Anatomy of the developing brain predicts age

Whilst looks may be deceiving, it appears that the anatomy of our brain can give the game away when it comes to age. Researchers from ten universities and institutions in the United States have developed a technique, reported in the journal Current Biology, that is apparently able to predict an individual's age to within a year.

The team identified 231 different biomarkers of brain anatomy using structural magnetic resonance imaging (MRI) and combined the data to assess an individual’s age with 92 per cent accuracy. The study examined the brains of 885 participants, all aged between three and 20 years old. Although it is far from clear how brain anatomy and structure relate to behavioural maturity, which cannot be chronologically sequenced with such ease, there are many exciting implications of the findings.

Neuroscientist Timothy Brown from the University of California, San Diego (UCSD) School of Medicine is lead author of the paper, and I questioned him about the basis of its findings and the potential implications and applications of such accurate biological age estimation…

Broadly speaking, in what measurable ways does the brain change as it matures?
The human brain changes significantly in its anatomy and physiology over the course of maturation – that is to say, in its structural and architectural characteristics, as well as in its functional characteristics (such as how different brain regions show activity for certain kinds of information processing and how these activity patterns change). These two broad types of changes (anatomical/physiological) interact and are mutually influential, and at any point in brain development they reflect a complex combination of both intrinsic and extrinsic factors, such as from genes and experience. Using noninvasive neuroimaging measures, such as in our MRI study, these changes can be measured in several ways. In this paper, we have focused on developmental changes in brain morphology (volume, surface area, thickness) and in various tissue properties within cerebral and cerebellar structures and tissue types (in this case diffusivity and signal intensity).

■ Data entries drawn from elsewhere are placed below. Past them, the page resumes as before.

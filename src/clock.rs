use chrono::{DateTime, Duration, Local, NaiveDate, NaiveTime};
use std::sync::Mutex;

/// Source of the current local time. Injected into the store and the week
/// refresher so tests can pin "now".
pub trait Clock: Send + Sync + 'static {
    fn now(&self) -> DateTime<Local>;

    fn today(&self) -> NaiveDate {
        self.now().date_naive()
    }

    fn now_millis(&self) -> i64 {
        self.now().timestamp_millis()
    }
}

pub struct SystemClock;

impl Clock for SystemClock {
    fn now(&self) -> DateTime<Local> {
        Local::now()
    }
}

/// A clock that only moves when told to.
pub struct FixedClock {
    now: Mutex<DateTime<Local>>,
}

impl FixedClock {
    pub fn new(now: DateTime<Local>) -> Self {
        Self {
            now: Mutex::new(now),
        }
    }

    /// Pins the clock to noon on `date`.
    pub fn at_date(date: NaiveDate) -> Self {
        Self::new(noon(date))
    }

    pub fn set(&self, now: DateTime<Local>) {
        *self.now.lock().unwrap_or_else(|poisoned| poisoned.into_inner()) = now;
    }

    pub fn set_date(&self, date: NaiveDate) {
        self.set(noon(date));
    }
}

impl Clock for FixedClock {
    fn now(&self) -> DateTime<Local> {
        *self.now.lock().unwrap_or_else(|poisoned| poisoned.into_inner())
    }
}

fn noon(date: NaiveDate) -> DateTime<Local> {
    let naive = date.and_time(NaiveTime::MIN) + Duration::hours(12);
    naive
        .and_local_timezone(Local)
        .earliest()
        .unwrap_or_else(|| naive.and_utc().with_timezone(&Local))
}
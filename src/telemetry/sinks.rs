use super::events::QuotaEvent;
use futures::future::{self, BoxFuture, Ready};
use std::collections::VecDeque;
use std::convert::Infallible;
use std::fmt;
use std::sync::atomic::{AtomicU64, Ordering};
use std::sync::{Arc, Mutex};
use std::task::{Context, Poll};
use tower::Service;

/// Future returned by the built-in sinks, which finish synchronously.
pub type Done = Ready<Result<(), Infallible>>;

/// A telemetry sink that consumes quota events.
pub trait TelemetrySink:
    tower::Service<QuotaEvent, Response = (), Error = Self::SinkError> + Clone + Send + 'static
{
    /// Delivery failure; `emit_best_effort` drops it.
    type SinkError: std::error::Error + Send + 'static;
}

/// Wait for `sink` to be ready, deliver `event`, and ignore any failure.
pub async fn emit_best_effort<S>(sink: S, event: QuotaEvent)
where
    S: tower::Service<QuotaEvent, Response = ()> + Send + Clone + 'static,
    S::Error: std::error::Error + Send + 'static,
    S::Future: Send + 'static,
{
    use tower::ServiceExt;

    if let Ok(mut ready) = sink.ready_oneshot().await {
        let _ = ready.call(event).await;
    }
}

/// Drops every event.
#[derive(Clone, Debug, Default)]
pub struct NullSink;

impl Service<QuotaEvent> for NullSink {
    type Response = ();
    type Error = Infallible;
    type Future = Done;

    fn poll_ready(&mut self, _: &mut Context<'_>) -> Poll<Result<(), Infallible>> {
        Poll::Ready(Ok(()))
    }

    fn call(&mut self, _event: QuotaEvent) -> Self::Future {
        future::ok(())
    }
}

impl TelemetrySink for NullSink {
    type SinkError = Infallible;
}

/// Writes each event as a `tracing` record.
///
/// Rejections log at `info`, store faults at `warn`, admissions at `debug` so
/// the hot path stays quiet under the default filter.
#[derive(Clone, Debug, Default)]
pub struct LogSink;

impl Service<QuotaEvent> for LogSink {
    type Response = ();
    type Error = Infallible;
    type Future = Done;

    fn poll_ready(&mut self, _: &mut Context<'_>) -> Poll<Result<(), Infallible>> {
        Poll::Ready(Ok(()))
    }

    fn call(&mut self, event: QuotaEvent) -> Self::Future {
        match &event {
            QuotaEvent::Admitted { .. } => {
                tracing::debug!(target: "quotagate::telemetry", kind = event.kind(), event = %event, "quota_event")
            }
            QuotaEvent::StoreFault { .. } => {
                tracing::warn!(target: "quotagate::telemetry", kind = event.kind(), event = %event, "quota_event")
            }
            _ => tracing::info!(target: "quotagate::telemetry", kind = event.kind(), event = %event, "quota_event"),
        }
        future::ok(())
    }
}

impl TelemetrySink for LogSink {
    type SinkError = Infallible;
}

/// Keeps the most recent events in memory, oldest evicted first.
#[derive(Clone, Debug)]
pub struct MemorySink {
    events: Arc<Mutex<VecDeque<QuotaEvent>>>,
    capacity: usize,
    evicted: Arc<AtomicU64>,
}

impl MemorySink {
    /// Holds up to 10k events.
    pub fn new() -> Self {
        Self::with_capacity(10_000)
    }

    pub fn with_capacity(capacity: usize) -> Self {
        Self {
            events: Arc::new(Mutex::new(VecDeque::new())),
            capacity: capacity.max(1),
            evicted: Arc::new(AtomicU64::new(0)),
        }
    }

    pub fn events(&self) -> Vec<QuotaEvent> {
        self.events.lock().map(|g| g.iter().cloned().collect()).unwrap_or_default()
    }

    /// Events whose [`QuotaEvent::kind`] equals `kind`.
    pub fn of_kind(&self, kind: &str) -> Vec<QuotaEvent> {
        self.events().into_iter().filter(|e| e.kind() == kind).collect()
    }

    pub fn clear(&self) {
        if let Ok(mut guard) = self.events.lock() {
            guard.clear();
        }
    }

    pub fn len(&self) -> usize {
        self.events.lock().map(|g| g.len()).unwrap_or(0)
    }

    pub fn is_empty(&self) -> bool {
        self.len() == 0
    }

    pub fn capacity(&self) -> usize {
        self.capacity
    }

    pub fn evicted(&self) -> u64 {
        self.evicted.load(Ordering::Relaxed)
    }
}

impl Default for MemorySink {
    fn default() -> Self {
        Self::new()
    }
}

impl Service<QuotaEvent> for MemorySink {
    type Response = ();
    type Error = Infallible;
    type Future = Done;

    fn poll_ready(&mut self, _: &mut Context<'_>) -> Poll<Result<(), Infallible>> {
        Poll::Ready(Ok(()))
    }

    fn call(&mut self, event: QuotaEvent) -> Self::Future {
        if let Ok(mut guard) = self.events.lock() {
            while guard.len() >= self.capacity {
                guard.pop_front();
                self.evicted.fetch_add(1, Ordering::Relaxed);
            }
            guard.push_back(event);
        }
        future::ok(())
    }
}

impl TelemetrySink for MemorySink {
    type SinkError = Infallible;
}

trait ErasedSink: Send + Sync {
    fn emit(&self, event: QuotaEvent) -> BoxFuture<'static, ()>;
}

impl<S> ErasedSink for S
where
    S: TelemetrySink + Sync,
    S::Future: Send + 'static,
{
    fn emit(&self, event: QuotaEvent) -> BoxFuture<'static, ()> {
        Box::pin(emit_best_effort(self.clone(), event))
    }
}

/// Type-erased, cheaply clonable handle to any [`TelemetrySink`].
///
/// Lets the engine and the HTTP state carry a sink without a type parameter.
#[derive(Clone)]
pub struct SharedSink {
    inner: Arc<dyn ErasedSink>,
}

impl SharedSink {
    pub fn new<S>(sink: S) -> Self
    where
        S: TelemetrySink + Sync,
        S::Future: Send + 'static,
    {
        Self { inner: Arc::new(sink) }
    }

    /// Deliver `event`, ignoring sink errors.
    pub async fn emit(&self, event: QuotaEvent) {
        self.inner.emit(event).await;
    }
}

impl Default for SharedSink {
    fn default() -> Self {
        Self::new(NullSink)
    }
}

impl fmt::Debug for SharedSink {
    fn fmt(&self, f: &mut fmt::Formatter<'_>) -> fmt::Result {
        f.debug_struct("SharedSink").finish_non_exhaustive()
    }
}
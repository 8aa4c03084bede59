//! Window accounting primitives.
//!
//! This module provides the building blocks the decision engine counts with:
//! - [`WindowStore`]: storage interface for per-user window state (in `store`).
//! - [`strategies`]: the counting math (fixed window, sliding window counter).
//! - [`QuotaLayer`]: tower middleware that gates HTTP requests on a decision.
//!
//! # Architecture
//!
//! - **Middleware**: `QuotaLayer` wraps the upload service. It doesn't know *how*
//!   counting works, only that it should ask a `DecisionEngine`.
//! - **Logic**: `strategies` mutates one [`WindowState`] for one request.
//! - **Storage**: `WindowStore` owns the states, one per user id, and makes each
//!   check-and-increment atomic for that user without serialising other users.

use std::time::Duration;

use serde::{Deserialize, Serialize};

use crate::quota::UserQuota;

pub mod middleware;
pub mod store;
pub mod strategies;
pub use middleware::{QuotaLayer, QuotaService};
pub use store::{spawn_evictor, InMemoryWindowStore, WindowStore};

/// Counting algorithm used by a window store.
#[derive(Debug, Clone, Copy, PartialEq, Eq, Default, Serialize, Deserialize)]
#[serde(rename_all = "snake_case")]
pub enum WindowAlgorithm {
    /// Count resets to zero once `window` has elapsed since `window_start`.
    #[default]
    FixedWindow,
    /// Weights the previous window's count by how much of it still overlaps.
    SlidingWindowCounter,
}

/// The slice of a quota the accounting table needs.
#[derive(Debug, Clone, Copy, PartialEq, Eq)]
pub struct Budget {
    /// Max admitted requests per window.
    pub limit: u32,
    /// Window length in milliseconds.
    pub window_millis: u64,
    /// Revision of the quota this budget was read from.
    pub revision: u64,
}

impl From<&UserQuota> for Budget {
    fn from(quota: &UserQuota) -> Self {
        Self { limit: quota.quota_limit, window_millis: quota.window_millis(), revision: quota.revision }
    }
}

/// Live accounting for one user.
#[derive(Debug, Clone, Copy, PartialEq, Eq)]
pub struct WindowState {
    /// Requests admitted in the current window.
    pub count: u32,
    /// Requests admitted in the window right before this one.
    pub previous_count: u32,
    /// Start of the current window (millis on the engine clock).
    pub window_start: u64,
    /// Quota revision this state counts for.
    pub revision: u64,
    /// Window length of that revision.
    pub window_millis: u64,
    /// Last time a request touched this state.
    pub last_seen: u64,
}

impl WindowState {
    /// Empty window opened at `now_millis` under `budget`.
    pub fn fresh(budget: &Budget, now_millis: u64) -> Self {
        Self {
            count: 0,
            previous_count: 0,
            window_start: now_millis,
            revision: budget.revision,
            window_millis: budget.window_millis,
            last_seen: now_millis,
        }
    }

    /// Whether dropping this state can change a future decision.
    ///
    /// `spans` is how many windows past `window_start` the counts still matter:
    /// one for the fixed window, two for the sliding counter, whose previous
    /// window keeps weighing into the next one.
    pub fn is_expired(&self, now_millis: u64, idle_millis: u64, spans: u64) -> bool {
        let idle = now_millis.saturating_sub(self.last_seen) >= idle_millis;
        let closed = now_millis.saturating_sub(self.window_start) >= self.window_millis.max(1).saturating_mul(spans);
        idle && closed
    }
}

/// Outcome of a single check-and-increment.
#[derive(Debug, Clone, PartialEq, Eq)]
pub enum Admission {
    /// Counted against the window.
    Allowed {
        /// Permits left in this window after this one.
        remaining: u32,
        /// Time until the window rolls over.
        reset_after: Duration,
    },
    /// Quota exhausted for this window.
    Denied {
        /// How long the caller should wait before retrying.
        retry_after: Duration,
    },
    /// The stored state belongs to a newer quota revision than the caller read.
    /// Nothing was counted; re-read the quota and try again.
    Stale,
}

impl Admission {
    /// Helper to check if allowed.
    pub fn is_allowed(&self) -> bool {
        matches!(self, Admission::Allowed { .. })
    }
}

/// Read-only view of a user's window.
#[derive(Debug, Clone, Copy, PartialEq, Eq)]
pub struct WindowSnapshot {
    pub remaining: u32,
    /// Zero when no window is open yet.
    pub reset_after: Duration,
}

Why is the combination of different biomarkers so important to the approach you have developed?
Previous studies have looked at the developmental time-courses of different brain features in isolation, as a list of separate characteristics, and these show great variability even among children of exactly the same age. No single feature closely tracks a person’s age across the years, because changes in different brain characteristics cascade dynamically over development. But by looking at brain development within a multidimensional analysis, simultaneously comparing many different kinds of features, we’ve uncovered a timing signal within the brain – a developmental clock you might say – that closely tracks a child’s chronological age regardless of other differences.

Is such accurate age estimation only possible during the transition from infanthood to adulthood, or is it possible to predict the age of older brains too?
There’s no reason this approach can’t be tried with brain measures taken across any age range, but it’s possible that it might not be as accurate at predicting age at older ages. It all depends on how dynamic and detectable the brain changes are that occur across the particular years of development and ageing that are of interest. This is why our predictive power was especially high at the youngest ages we studied, because that’s when the largest changes, year-by-year, are occurring in most of the measures we looked at. But the accuracy of age prediction can certainly be addressed for any age group using these same methods.

What are the implications of the finding that brain development is so tightly controlled and therefore predictable?
Most fundamentally, this discovery addresses a basic science question. It tells us that there are aspects of human brain development that have much more regularity in timing than we previously knew. Our impression of brain development up until now has been dominated by data emphasizing the great variability that exists across children and across maturation. These new multidimensional findings that reveal tight timing control in the developing anatomy will have to be reconciled with this existing impression, and more studies using similar techniques will be required to inform this new multidimensional view of the developing brain.

What are the potential medical applications of the technique? Are there potential legal applications also?
The fact that there is such timing regularity in the developing neuroanatomy (as measured in a multidimensional way, as we did) among healthy, typically developing children means that we now have a fairly complete and accurate characterization of brain maturity at all points across these ages (three to 20 years old), which we can use as a frame of reference. In theory, some developmental disorders may affect the brain in ways that we can detect using this method – ways that show up as a significantly younger or older estimated brain age than we would expect for that person’s real age. We will explore the application of our maturational phase metric toward exactly this kind of detection of abnormal brain development, testing several different clinical diagnostic groups.

Legally, if there are situations where a young individual’s age cannot be known reliably from records or by self-report, this method could potentially be used as an objective, biologically based way to estimate a person’s age. I would be quick to add, however, that structural and functional brain scans cannot and should not be used to try to make inferences about an individual’s psychological maturity.